PROBLEM TO WORK ON>
Once you find the line with "fn check_dimensionality<V: NumberVector>(a: &V, b: &V)" in the entries below, return exactly every line from it through the line with "pub struct ManhattanDistance;".

Extracted data entries:

---

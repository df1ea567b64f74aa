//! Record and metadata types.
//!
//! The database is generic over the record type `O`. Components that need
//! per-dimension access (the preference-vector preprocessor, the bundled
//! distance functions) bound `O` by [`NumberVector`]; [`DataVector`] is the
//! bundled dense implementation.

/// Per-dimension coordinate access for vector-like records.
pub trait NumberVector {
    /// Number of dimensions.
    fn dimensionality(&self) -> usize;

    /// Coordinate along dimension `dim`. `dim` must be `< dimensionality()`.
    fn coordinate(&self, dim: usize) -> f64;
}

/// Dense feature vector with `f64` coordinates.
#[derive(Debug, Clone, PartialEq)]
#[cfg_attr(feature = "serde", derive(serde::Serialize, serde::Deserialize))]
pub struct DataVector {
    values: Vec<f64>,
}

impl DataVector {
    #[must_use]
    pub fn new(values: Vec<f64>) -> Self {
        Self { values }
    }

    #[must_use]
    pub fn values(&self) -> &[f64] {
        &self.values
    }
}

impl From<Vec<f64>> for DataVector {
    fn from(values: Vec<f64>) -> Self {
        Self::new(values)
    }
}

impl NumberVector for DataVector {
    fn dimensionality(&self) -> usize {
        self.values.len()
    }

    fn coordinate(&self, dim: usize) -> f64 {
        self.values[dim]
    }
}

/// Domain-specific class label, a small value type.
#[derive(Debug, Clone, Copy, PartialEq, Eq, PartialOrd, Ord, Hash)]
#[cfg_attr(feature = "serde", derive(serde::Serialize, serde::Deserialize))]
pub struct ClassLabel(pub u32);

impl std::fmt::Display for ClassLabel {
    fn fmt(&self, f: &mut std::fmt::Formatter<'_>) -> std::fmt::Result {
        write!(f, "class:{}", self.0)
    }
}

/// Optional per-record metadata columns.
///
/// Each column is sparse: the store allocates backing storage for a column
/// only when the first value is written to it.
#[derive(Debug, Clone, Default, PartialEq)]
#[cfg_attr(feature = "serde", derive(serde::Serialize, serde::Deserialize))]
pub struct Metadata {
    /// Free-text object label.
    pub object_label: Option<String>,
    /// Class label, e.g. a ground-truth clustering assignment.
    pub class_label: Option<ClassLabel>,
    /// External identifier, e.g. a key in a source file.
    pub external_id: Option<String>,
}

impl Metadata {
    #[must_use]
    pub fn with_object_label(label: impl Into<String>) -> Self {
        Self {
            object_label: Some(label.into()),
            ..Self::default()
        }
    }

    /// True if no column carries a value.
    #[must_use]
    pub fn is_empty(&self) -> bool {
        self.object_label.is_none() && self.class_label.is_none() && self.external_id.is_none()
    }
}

---

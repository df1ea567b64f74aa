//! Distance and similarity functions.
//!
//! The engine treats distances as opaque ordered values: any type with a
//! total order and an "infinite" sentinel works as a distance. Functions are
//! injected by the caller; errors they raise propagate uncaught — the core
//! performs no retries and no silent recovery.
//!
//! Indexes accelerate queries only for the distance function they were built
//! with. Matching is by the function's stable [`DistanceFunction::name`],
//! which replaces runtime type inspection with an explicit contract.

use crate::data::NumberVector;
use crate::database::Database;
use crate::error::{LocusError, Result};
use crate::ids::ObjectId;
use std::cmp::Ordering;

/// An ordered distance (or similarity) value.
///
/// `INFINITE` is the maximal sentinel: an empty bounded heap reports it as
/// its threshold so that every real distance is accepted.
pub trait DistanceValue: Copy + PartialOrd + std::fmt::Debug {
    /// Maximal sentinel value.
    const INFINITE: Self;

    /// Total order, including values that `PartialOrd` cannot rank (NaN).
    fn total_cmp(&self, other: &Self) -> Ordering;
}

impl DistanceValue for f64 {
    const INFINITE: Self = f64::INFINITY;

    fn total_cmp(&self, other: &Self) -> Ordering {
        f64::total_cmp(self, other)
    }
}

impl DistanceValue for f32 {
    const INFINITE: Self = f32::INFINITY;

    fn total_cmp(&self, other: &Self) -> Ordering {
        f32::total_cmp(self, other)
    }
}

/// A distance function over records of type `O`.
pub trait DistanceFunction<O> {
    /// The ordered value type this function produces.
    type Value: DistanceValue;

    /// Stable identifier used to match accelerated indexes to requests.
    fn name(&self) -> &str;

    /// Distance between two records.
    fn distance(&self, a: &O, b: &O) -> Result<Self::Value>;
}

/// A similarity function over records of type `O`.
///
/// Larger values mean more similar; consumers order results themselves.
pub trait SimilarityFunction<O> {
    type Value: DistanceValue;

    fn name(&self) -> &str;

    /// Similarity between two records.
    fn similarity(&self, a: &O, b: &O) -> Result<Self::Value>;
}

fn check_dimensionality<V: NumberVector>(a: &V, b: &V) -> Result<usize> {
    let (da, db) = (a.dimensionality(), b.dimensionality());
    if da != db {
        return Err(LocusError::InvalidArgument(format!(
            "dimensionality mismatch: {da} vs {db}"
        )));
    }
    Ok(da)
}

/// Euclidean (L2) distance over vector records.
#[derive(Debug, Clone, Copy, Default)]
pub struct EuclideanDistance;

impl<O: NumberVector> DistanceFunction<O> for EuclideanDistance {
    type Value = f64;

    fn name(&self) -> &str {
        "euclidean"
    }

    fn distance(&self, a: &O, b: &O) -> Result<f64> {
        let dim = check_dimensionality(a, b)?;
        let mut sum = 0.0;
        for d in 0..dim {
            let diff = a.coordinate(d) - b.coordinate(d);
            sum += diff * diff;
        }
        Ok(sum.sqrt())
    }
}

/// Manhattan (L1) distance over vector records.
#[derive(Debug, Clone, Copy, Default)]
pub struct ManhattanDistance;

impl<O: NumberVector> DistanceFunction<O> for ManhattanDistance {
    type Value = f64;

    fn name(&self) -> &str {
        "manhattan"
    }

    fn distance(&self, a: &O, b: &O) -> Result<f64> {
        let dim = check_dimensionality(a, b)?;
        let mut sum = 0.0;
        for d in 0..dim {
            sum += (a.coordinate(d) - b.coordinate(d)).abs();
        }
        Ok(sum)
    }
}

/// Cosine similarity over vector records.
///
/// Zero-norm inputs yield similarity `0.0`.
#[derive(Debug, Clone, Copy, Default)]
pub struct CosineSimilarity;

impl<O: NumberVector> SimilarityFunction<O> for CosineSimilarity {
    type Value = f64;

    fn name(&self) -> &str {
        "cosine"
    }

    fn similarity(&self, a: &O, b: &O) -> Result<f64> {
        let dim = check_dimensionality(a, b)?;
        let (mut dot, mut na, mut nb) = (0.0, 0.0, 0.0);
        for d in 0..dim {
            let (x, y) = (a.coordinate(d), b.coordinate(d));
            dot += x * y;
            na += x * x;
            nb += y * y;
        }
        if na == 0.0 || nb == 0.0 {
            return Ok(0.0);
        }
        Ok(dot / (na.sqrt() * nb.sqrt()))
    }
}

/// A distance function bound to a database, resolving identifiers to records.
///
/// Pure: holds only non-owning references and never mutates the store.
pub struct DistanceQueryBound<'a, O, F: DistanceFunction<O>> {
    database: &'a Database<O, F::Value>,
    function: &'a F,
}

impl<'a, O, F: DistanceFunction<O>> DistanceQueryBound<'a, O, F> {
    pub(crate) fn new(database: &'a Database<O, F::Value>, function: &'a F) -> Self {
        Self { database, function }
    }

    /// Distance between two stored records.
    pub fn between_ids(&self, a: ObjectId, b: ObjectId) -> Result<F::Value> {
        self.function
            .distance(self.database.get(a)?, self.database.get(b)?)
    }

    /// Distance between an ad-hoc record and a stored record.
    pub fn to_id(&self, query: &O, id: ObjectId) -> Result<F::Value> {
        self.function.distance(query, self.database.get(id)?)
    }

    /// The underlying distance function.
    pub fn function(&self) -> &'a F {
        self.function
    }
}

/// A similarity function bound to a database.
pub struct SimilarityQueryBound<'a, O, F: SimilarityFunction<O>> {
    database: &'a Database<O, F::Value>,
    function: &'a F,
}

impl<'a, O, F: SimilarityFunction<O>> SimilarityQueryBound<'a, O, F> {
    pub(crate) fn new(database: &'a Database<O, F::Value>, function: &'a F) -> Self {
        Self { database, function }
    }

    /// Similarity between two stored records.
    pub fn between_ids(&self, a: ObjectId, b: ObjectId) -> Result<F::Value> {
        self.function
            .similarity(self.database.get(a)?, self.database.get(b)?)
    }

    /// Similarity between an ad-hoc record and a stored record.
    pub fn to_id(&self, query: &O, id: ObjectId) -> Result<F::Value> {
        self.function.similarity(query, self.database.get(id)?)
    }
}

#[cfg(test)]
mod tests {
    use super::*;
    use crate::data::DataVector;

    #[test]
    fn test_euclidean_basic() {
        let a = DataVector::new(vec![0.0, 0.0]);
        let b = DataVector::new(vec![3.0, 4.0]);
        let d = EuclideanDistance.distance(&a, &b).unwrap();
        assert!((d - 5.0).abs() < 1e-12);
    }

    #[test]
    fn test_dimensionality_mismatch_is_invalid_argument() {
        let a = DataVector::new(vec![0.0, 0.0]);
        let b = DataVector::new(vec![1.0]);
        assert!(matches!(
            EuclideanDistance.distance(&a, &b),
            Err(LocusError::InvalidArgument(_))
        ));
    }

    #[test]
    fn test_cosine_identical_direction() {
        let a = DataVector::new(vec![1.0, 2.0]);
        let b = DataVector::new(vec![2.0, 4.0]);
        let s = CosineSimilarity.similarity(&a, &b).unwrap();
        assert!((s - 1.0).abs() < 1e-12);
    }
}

---

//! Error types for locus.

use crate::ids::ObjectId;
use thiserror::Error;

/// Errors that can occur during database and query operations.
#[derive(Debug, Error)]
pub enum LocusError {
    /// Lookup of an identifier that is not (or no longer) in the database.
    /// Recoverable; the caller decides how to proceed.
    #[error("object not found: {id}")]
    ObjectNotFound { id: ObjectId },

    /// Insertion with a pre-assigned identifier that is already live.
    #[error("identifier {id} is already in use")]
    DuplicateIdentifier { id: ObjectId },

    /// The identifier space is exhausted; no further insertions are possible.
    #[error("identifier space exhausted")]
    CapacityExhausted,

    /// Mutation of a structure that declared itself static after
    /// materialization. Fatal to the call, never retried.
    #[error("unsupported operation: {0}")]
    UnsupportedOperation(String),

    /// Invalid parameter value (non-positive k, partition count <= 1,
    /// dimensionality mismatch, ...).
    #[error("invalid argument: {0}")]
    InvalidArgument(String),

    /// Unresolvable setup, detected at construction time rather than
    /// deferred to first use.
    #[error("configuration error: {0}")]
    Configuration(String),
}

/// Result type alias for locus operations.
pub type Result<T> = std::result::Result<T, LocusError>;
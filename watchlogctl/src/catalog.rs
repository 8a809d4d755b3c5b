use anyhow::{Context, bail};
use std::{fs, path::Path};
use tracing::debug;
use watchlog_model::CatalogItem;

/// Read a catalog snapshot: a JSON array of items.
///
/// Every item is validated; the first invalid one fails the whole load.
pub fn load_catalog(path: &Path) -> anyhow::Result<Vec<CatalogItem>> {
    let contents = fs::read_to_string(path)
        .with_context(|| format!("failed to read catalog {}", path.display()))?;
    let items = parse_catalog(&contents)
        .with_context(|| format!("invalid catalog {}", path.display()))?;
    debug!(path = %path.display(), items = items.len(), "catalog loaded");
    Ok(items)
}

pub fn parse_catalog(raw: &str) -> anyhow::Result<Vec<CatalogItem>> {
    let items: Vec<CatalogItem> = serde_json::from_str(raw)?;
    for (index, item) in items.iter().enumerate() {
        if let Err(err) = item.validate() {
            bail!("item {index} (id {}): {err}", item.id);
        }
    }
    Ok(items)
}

---

SOLUTION TO THE EXERCISE>
fn check_dimensionality<V: NumberVector>(a: &V, b: &V) -> Result<usize> {
    let (da, db) = (a.dimensionality(), b.dimensionality());
    if da != db {
        return Err(LocusError::InvalidArgument(format!(
            "dimensionality mismatch: {da} vs {db}"
        )));
    }
    Ok(da)
}

/// Euclidean (L2) distance over vector records.
#[derive(Debug, Clone, Copy, Default)]
pub struct EuclideanDistance;

impl<O: NumberVector> DistanceFunction<O> for EuclideanDistance {
    type Value = f64;

    fn name(&self) -> &str {
        "euclidean"
    }

    fn distance(&self, a: &O, b: &O) -> Result<f64> {
        let dim = check_dimensionality(a, b)?;
        let mut sum = 0.0;
        for d in 0..dim {
            let diff = a.coordinate(d) - b.coordinate(d);
            sum += diff * diff;
        }
        Ok(sum.sqrt())
    }
}

/// Manhattan (L1) distance over vector records.
#[derive(Debug, Clone, Copy, Default)]
pub struct ManhattanDistance;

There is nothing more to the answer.